Friday, March 5, 2010

Is it just me?



Life is a funny can of worms.

And I am always surprised when things around me change and I don't take note immediately and then all of a sudden I am thinking to myself what the hell, when did that happen or where was I went that went down?

I'm not just talking about the weather, or a new piece of clothing that someone wears, or a new street sign. I'm talking about how I am living my life. You'd think by this stage in my life, (older than dirt) that I woud have a handle on what to expect and recognize when changes are occuring in my day to day life.

But as I am drying off after the mornings shower, I looked into the mirror (something I avoid doing on a regular basis, and when I think about it I don't know why) and there is this incredibly old woman, with long white hair staring at me like she is lost. When the hell did that happen? What happened to the raven haired cutie pie that thought she was gonna kick butt forevaaaaaa? Did the aliens come again and pick her up and leave me with me? Or is this one of those Aston Kutcher punk deals where he switched my reflection in the mirror? Or did this old broad (Janie and Cee not included) just happen to follow me into the bathroom?

I still feel 30, in my head. I want the same things....well more of some things than others. I still haven't made up my mind what my major is or what I was to be when I grow up. So how could I look like this? No wonder people stare at me when I am riding my tricycle down the street with the kids. (NO, really I have an adult tricycle, stop laughing, it's fun and I can't fall over as easily as on a two wheeler).

But ya know, I did kinda notice that Sweet Man has changed some. I mean his black hair is now chef's hair.....salt and peppa. His love handles have grown to a love inner tube and we walk a helava lot slower now. But that is a good thing cuz used to, he would be holding my hand and I was always trying to keep up. Now time has kinda evened that out. Yep, he's changed. Po ole thang.

But the kicker is....my sweet baby girl, my darlin' child is the same age as Jack Benny. Okay. Now you young puppies are saying who in the hell is that.
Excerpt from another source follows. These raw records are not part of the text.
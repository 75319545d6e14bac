use crate::error::Result;
use crate::platform::Platform;
use crate::tool::{check_status, run_tool};
use std::sync::Mutex;
use std::thread;
use tracing::{info, warn};

/// Fire-and-forget user notices. Delivery failures are logged, never returned.
pub trait Notifier: Send + Sync {
    fn notify(&self, title: &str, body: &str);
}

/// Desktop notifications through the OS notification center
#[derive(Debug, Clone, Copy)]
pub struct SystemNotifier {
    platform: Platform,
}

impl SystemNotifier {
    pub fn new(platform: Platform) -> Self {
        Self { platform }
    }

    /// Deliver synchronously and report failures; used by `quill doctor`
    pub fn send(&self, title: &str, body: &str) -> Result<()> {
        match self.platform {
            Platform::MacOs => {
                let script = format!(
                    "display notification \"{}\" with title \"{}\"",
                    applescript_escape(body),
                    applescript_escape(title)
                );
                let output = run_tool("osascript", &["-e", &script])?;
                check_status("osascript", &output)
            }
            Platform::Linux => {
                let output = run_tool("notify-send", &["--app-name=quill", title, body])?;
                check_status("notify-send", &output)
            }
            Platform::Windows => {
                let script = format!(
                    "Add-Type -AssemblyName System.Windows.Forms; \
                     $n = New-Object System.Windows.Forms.NotifyIcon; \
                     $n.Icon = [System.Drawing.SystemIcons]::Information; \
                     $n.Visible = $true; \
                     $n.ShowBalloonTip(3000, '{}', '{}', 'Info'); \
                     Start-Sleep -Seconds 4; $n.Dispose()",
                    powershell_escape(title),
                    powershell_escape(body)
                );
                let output = run_tool(
                    "powershell",
                    &["-NoProfile", "-NonInteractive", "-Command", &script],
                )?;
                check_status("powershell", &output)
            }
        }
    }
}

impl Notifier for SystemNotifier {
    fn notify(&self, title: &str, body: &str) {
        let notifier = *self;
        let title = title.to_string();
        let body = body.to_string();
        thread::spawn(move || {
            if let Err(e) = notifier.send(&title, &body) {
                warn!("notification not delivered: {}", e);
            }
        });
    }
}

/// Writes notices to the log only
#[derive(Debug, Default)]
pub struct LogNotifier;

impl Notifier for LogNotifier {
    fn notify(&self, title: &str, body: &str) {
        info!(title, body, "notice");
    }
}

/// A notice kept by [`MemoryNotifier`]
#[derive(Debug, Clone, PartialEq, Eq)]
pub struct Notice {
    pub title: String,
    pub body: String,
}

/// Keeps every notice in memory, for headless callers that report afterwards
#[derive(Debug, Default)]
pub struct MemoryNotifier {
    notices: Mutex<Vec<Notice>>,
}

impl MemoryNotifier {
    pub fn notices(&self) -> Vec<Notice> {
        self.notices
            .lock()
            .map(|n| n.clone())
            .unwrap_or_default()
    }
}

impl Notifier for MemoryNotifier {
    fn notify(&self, title: &str, body: &str) {
        if let Ok(mut notices) = self.notices.lock() {
            notices.push(Notice {
                title: title.to_string(),
                body: body.to_string(),
            });
        }
    }
}

fn applescript_escape(text: &str) -> String {
    text.replace('\\', "\\\\").replace('"', "\\\"")
}

fn powershell_escape(text: &str) -> String {
    text.replace('\'', "''")
}

#[cfg(test)]
mod tests {
    use super::*;

    #[test]
    fn escapes_quotes_for_each_shell() {
        assert_eq!(applescript_escape(r#"say "hi" \o/"#), r#"say \"hi\" \\o/"#);
        assert_eq!(powershell_escape("it's"), "it''s");
    }

    #[test]
    fn memory_notifier_keeps_order() {
        let notifier = MemoryNotifier::default();
        notifier.notify("Grammar Check", "Done!");
        notifier.notify("Rephrase", "No text selected");

        let notices = notifier.notices();
        assert_eq!(notices.len(), 2);
        assert_eq!(notices[1].body, "No text selected");
    }
}
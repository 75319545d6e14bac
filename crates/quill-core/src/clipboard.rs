use crate::error::{QuillError, Result};
use crate::tool::{check_status, run_tool, run_tool_with_input};
use arboard::Clipboard;

/// Text access to the system clipboard. A clipboard holding no text reads
/// as an empty string.
pub trait ClipboardAccess: Send {
    fn read_text(&mut self) -> Result<String>;
    fn write_text(&mut self, text: &str) -> Result<()>;
}

/// Clipboard through arboard. A handle is opened per call so the backend
/// stays `Send` on every platform.
#[derive(Debug, Default)]
pub struct ArboardClipboard;

impl ArboardClipboard {
    fn open() -> Result<Clipboard> {
        Clipboard::new().map_err(clipboard_error)
    }
}

impl ClipboardAccess for ArboardClipboard {
    fn read_text(&mut self) -> Result<String> {
        match Self::open()?.get_text() {
            Ok(text) => Ok(text),
            Err(arboard::Error::ContentNotAvailable) => Ok(String::new()),
            Err(e) => Err(clipboard_error(e)),
        }
    }

    fn write_text(&mut self, text: &str) -> Result<()> {
        Self::open()?.set_text(text).map_err(clipboard_error)
    }
}

fn clipboard_error(err: arboard::Error) -> QuillError {
    QuillError::Automation(format!("Clipboard error: {}", err))
}

/// X11 clipboard selection through `xclip`
#[derive(Debug, Default)]
pub struct XclipClipboard;

impl ClipboardAccess for XclipClipboard {
    fn read_text(&mut self) -> Result<String> {
        let output = run_tool("xclip", &["-selection", "clipboard", "-o"])?;
        if output.status.success() {
            return Ok(String::from_utf8_lossy(&output.stdout).to_string());
        }

        // xclip exits non-zero when the selection has no text target
        let stderr = String::from_utf8_lossy(&output.stderr);
        if stderr.contains("not available") || stderr.trim().is_empty() {
            return Ok(String::new());
        }
        check_status("xclip", &output)?;
        Ok(String::new())
    }

    fn write_text(&mut self, text: &str) -> Result<()> {
        run_tool_with_input("xclip", &["-selection", "clipboard", "-i"], text)
    }
}

/// Get the current clipboard content as text
pub fn get_clipboard_text() -> Result<String> {
    ArboardClipboard.read_text()
}

/// Set the clipboard content as text
pub fn set_clipboard_text(text: &str) -> Result<()> {
    ArboardClipboard.write_text(text)
}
Well, truthfully, it is only a dim glimpse from my far away past but he was a TV comedian who never admitted to being any older than 39. And now, oh gawd, my child is 39.

So therefore....you know like in the geometry quiz we had last week....in my mind, A=B, and B=C, therefore......I am older than dirt and the lady in the mirror must be me. Damn, there goes another piece of false hope that didn't make it through the washing machine of my illusions. I guess it did shrink in the dryer. What I thought and what is are two different things except............I still feel the same inside.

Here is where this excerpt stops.